"Vamos a matarle a él y a su familia"
Agentes vinculados a la seguridad del Estado amenazan al corresponsal de EL PAÍS en Perú
La voz al otro lado de la línea telefónica llegaba a través de la típica distancia electrónica que caracteriza a los radioteléfonos. Era una voz de mujer, que preguntó primero si el número que había marcado era el mío. A la respuesta afirmativa de la señora que respondió, sucedió el mensaje de amenaza. Acompañada por referencias insultantes a las madres de todas las personas que habitan mi casa, el mensaje fue más o menos así: "¿Estás todavía ahí? [insulto]; dile a la [insulto] de la esposa de ese [insulto] que le vamos a matar apenas salga del canal, y vamos a matarle a él y a su familia".
Desconcertada, la señora dejó de ver el culebrón, del que normalmente no se apartaría aunque el destino de la galaxia dependiera de ello, y me vio todavía hablando a través de. la frecuencia de emergencia con la que el Canal 2 de televisión había vuelto a salir al aire pocas horas después del estallido del camión bomba que dejó su local convertido en escombros.Haciendo un esfuerzo heroico, el canal había vuelto a transmitir a las pocas horas desde el único estudio cuyas paredes se habían mantenido en pie. Moviéndose entre los escombros, productores y periodistas entraban y salían de la sala, donde los cámaras de televisión -algunos con vendas en la cabeza- y los presentadores lograban la hazaña de transmitir desde las ruinas. Lo hacían también desde el dolor, puesto que casi todos ellos acababan de regresar del cementerio acompañando el entierro de Alejandro Pérez, el productor de 27 años muerto en el atentado.
Yo había estado haciendo un reportaje sobre ese esfuerzo cuando los del canal me pidieron que hablara en la pantalla. En la transmisión en directo, me referí a la función de la prensa asediada, a su lucha por defender la libertad y la democracia.
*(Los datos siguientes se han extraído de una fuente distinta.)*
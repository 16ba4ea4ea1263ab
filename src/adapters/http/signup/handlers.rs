//! HTTP handlers for the signup endpoints.
//!
//! These handlers connect Axum routes to the application layer handlers.

use std::sync::Arc;

use axum::body::Bytes;
use axum::extract::rejection::JsonRejection;
use axum::extract::{Json, State};
use axum::http::{HeaderMap, StatusCode};
use axum::response::IntoResponse;

use crate::application::handlers::signup::{
    CreateCustomerCommand, CreateCustomerHandler, CreateSubscriptionCommand,
    CreateSubscriptionHandler, GetSignupConfigHandler, HandleSignupWebhookCommand,
    HandleSignupWebhookHandler,
};
use crate::domain::billing::{SignupError, WebhookVerifier};
use crate::ports::PaymentProvider;

use super::dto::{
    ConfigResponse, CreateCustomerRequest, CreateCustomerResponse, CreateSubscriptionRequest,
    ErrorResponse, HealthResponse,
};

// ════════════════════════════════════════════════════════════════════════════════
// Application State
// ════════════════════════════════════════════════════════════════════════════════

/// Shared application state containing all dependencies.
///
/// Cloned per request; everything inside is Arc-wrapped or read-only.
#[derive(Clone)]
pub struct SignupAppState {
    pub payment_provider: Arc<dyn PaymentProvider>,
    pub webhook_verifier: Arc<WebhookVerifier>,
    pub publishable_key: String,
    pub plan_id: String,
}

impl SignupAppState {
    /// Create handlers on demand from the shared state.
    pub fn config_handler(&self) -> GetSignupConfigHandler {
        GetSignupConfigHandler::new(
            self.payment_provider.clone(),
            self.publishable_key.clone(),
            self.plan_id.clone(),
        )
    }

    pub fn create_customer_handler(&self) -> CreateCustomerHandler {
        CreateCustomerHandler::new(self.payment_provider.clone())
    }

    pub fn create_subscription_handler(&self) -> CreateSubscriptionHandler {
        CreateSubscriptionHandler::new(self.payment_provider.clone(), self.plan_id.clone())
    }

    pub fn webhook_handler(&self) -> HandleSignupWebhookHandler {
        HandleSignupWebhookHandler::new(self.webhook_verifier.clone())
    }
}

// ════════════════════════════════════════════════════════════════════════════════
// Endpoint Handlers
// ════════════════════════════════════════════════════════════════════════════════

/// GET /config - payment widget bootstrap.
pub async fn get_config(
    State(state): State<SignupAppState>,
) -> Result<impl IntoResponse, SignupApiError> {
    let result = state.config_handler().handle().await?;

    Ok(Json(ConfigResponse {
        publishable_key: result.publishable_key,
        plan: result.plan,
    }))
}

/// POST /create-customer - create a customer and its setup intent.
pub async fn create_customer(
    State(state): State<SignupAppState>,
    body: Result<Json<CreateCustomerRequest>, JsonRejection>,
) -> Result<impl IntoResponse, SignupApiError> {
    let Json(request) = body.map_err(bad_body)?;

    let result = state
        .create_customer_handler()
        .handle(CreateCustomerCommand {
            name: request.name,
            email: request.email,
        })
        .await?;

    Ok(Json(CreateCustomerResponse {
        customer: result.customer,
        setup_intent: result.setup_intent,
    }))
}

/// POST /subscription - attach the payment method, then subscribe.
pub async fn create_subscription(
    State(state): State<SignupAppState>,
    body: Result<Json<CreateSubscriptionRequest>, JsonRejection>,
) -> Result<impl IntoResponse, SignupApiError> {
    let Json(request) = body.map_err(bad_body)?;

    let subscription = state
        .create_subscription_handler()
        .handle(CreateSubscriptionCommand {
            customer_id: request.customer_id,
            payment_method_id: request.payment_method_id,
        })
        .await?;

    Ok(Json(subscription))
}

/// GET /health - liveness probe.
pub async fn health() -> impl IntoResponse {
    Json(HealthResponse { status: "ok" })
}

/// POST /webhook - signed provider events.
///
/// Answers 400 with an empty body on any verification failure without
/// distinguishing the cause, and 200 with an empty body once the event is
/// authentic, regardless of dispatch outcome.
pub async fn handle_webhook(
    State(state): State<SignupAppState>,
    headers: HeaderMap,
    body: Bytes,
) -> StatusCode {
    let Some(signature) = headers
        .get("Stripe-Signature")
        .and_then(|v| v.to_str().ok())
    else {
        tracing::warn!("missing Stripe-Signature header");
        return StatusCode::BAD_REQUEST;
    };

    let cmd = HandleSignupWebhookCommand {
        payload: body.to_vec(),
        signature: signature.to_string(),
    };

    match state.webhook_handler().handle(cmd) {
        Ok(()) => StatusCode::OK,
        Err(err) => {
            // The rejection reason stays in the logs only.
            tracing::warn!(error = %err, "webhook signature verification failed");
            err.status_code()
        }
    }
}

fn bad_body(rejection: JsonRejection) -> SignupApiError {
    SignupError::validation("body", rejection.body_text()).into()
}

// ════════════════════════════════════════════════════════════════════════════════
// Error Handling
// ════════════════════════════════════════════════════════════════════════════════

/// API error type that converts signup errors to HTTP responses.
pub struct SignupApiError(SignupError);

impl From<SignupError> for SignupApiError {
    fn from(err: SignupError) -> Self {
        Self(err)
    }
}

impl IntoResponse for SignupApiError {
    fn into_response(self) -> axum::response::Response {
        let body = ErrorResponse::new(self.0.message());
        (self.0.status_code(), Json(body)).into_response()
    }
}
Comparé el Canal 2 y El Espectador de Colombia, que resistió desafiante la acometida brutal del narcotráfico, y dije que le tocaba ahora al Canal 2 ser el portaestandarte en la lucha por reconquistar la democracia perdida, la única forma de hacer frente con perspectiva de éxito al totalitarismo senderista. En ese momento se produjo la amenaza.
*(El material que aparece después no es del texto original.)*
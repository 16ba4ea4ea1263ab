//! Application configuration module
//!
//! Type-safe configuration loading from environment variables using the
//! `config` and `dotenvy` crates. Variables are the flat names the deployment
//! environment sets (`STRIPE_SECRET_KEY`, `STATIC_DIR`, ...); they map onto
//! lowercase struct fields.
//!
//! # Example
//!
//! ```no_run
//! use signup_broker::config::AppConfig;
//!
//! let config = AppConfig::load().expect("Failed to load configuration");
//! config.validate().expect("Invalid configuration");
//!
//! println!("Server running on {}", config.server.socket_addr());
//! ```

mod error;
mod payment;
mod server;

pub use error::{ConfigError, ValidationError};
pub use payment::PaymentConfig;
pub use server::ServerConfig;

use serde::Deserialize;

/// Root application configuration
///
/// Load using [`AppConfig::load()`] which reads from environment variables.
/// Immutable after load; handlers receive it by reference.
#[derive(Debug, Clone, Deserialize)]
pub struct AppConfig {
    /// Server configuration (bind address, static assets directory)
    #[serde(flatten)]
    pub server: ServerConfig,

    /// Payment configuration (Stripe keys, plan)
    #[serde(flatten)]
    pub payment: PaymentConfig,
}

impl AppConfig {
    /// Load configuration from environment variables
    ///
    /// This function:
    /// 1. Loads a `.env` file if present (for development)
    /// 2. Reads flat environment variables (`STRIPE_SECRET_KEY` -> `stripe_secret_key`)
    /// 3. Deserializes into typed configuration structs
    ///
    /// # Errors
    ///
    /// Returns `ConfigError` if required environment variables are missing
    /// or values cannot be parsed into expected types.
    pub fn load() -> Result<Self, ConfigError> {
        // Load .env file if present (development)
        dotenvy::dotenv().ok();

        let config = config::Config::builder()
            .add_source(config::Environment::default().try_parsing(true))
            .build()?
            .try_deserialize()?;

        Ok(config)
    }

    /// Validate all configuration values
    ///
    /// All required values must be non-empty at startup or the process
    /// refuses to start; Stripe keys must carry their expected prefixes.
    ///
    /// # Errors
    ///
    /// Returns `ValidationError` if any configuration value is invalid.
    pub fn validate(&self) -> Result<(), ValidationError> {
        self.server.validate()?;
        self.payment.validate()?;
        Ok(())
    }
}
Desde el momento que lo supe tuve el convencimiento de que no se trataba de una amenaza de Sendero Luminoso. Horas después, haciendo averiguaciones entre fuentes vinculadas al aparato de seguridad del Estado, confirmé la sospecha. La amenaza procedía de gente vinculada al Servicio de Inteligencia Nacional y a Vladimiro Montesinos, su director defacto y consejero personal de la presidencia.
Casi al mismo tiempo, la revista Caretas, que ha investigado y denunciado repetidas veces el papel de Montesinos, recibió también amenazas. Ellos iban a ser los siguientes, prometió a los periodistas del semanal la voz que transmitía la amenaza.
Varias horas antes, un explosivo de baja potencia fue arrojado al jardín de la casa donde vive el general retirado Luis Cisneros Vizquerra. Cisneros, que fue ministro del Interior, es un militar de derechas cuyas frecuentes colaboraciones periodísticas postulan una posición de mano dura contra el senderismo. Pero es también una persona cuyas convicciones sobre el honor militar le han llevado a atacar públicamente a Montesinos. Fuentes cercanas a Cisneros manifestaron estar convencidas de que la explosión había sido un mensaje de intimidación de grupos vinculados a Montesinos.
Esas son las condiciones en las que un número creciente de periodistas y medios de prensa van a tener que trabajar en un futuro inmediato. De un lado, la amenaza senderista se ha hecho brutalmente real. Y como es una acción dirigida contra medios antes que contra periodistas, su expresión probable continuará siendo la bomba. De otro, la amenaza, mas individual y centrada, de los grupos de espionaje de la dictadura, especialmente de Montesinos y sus esbirros.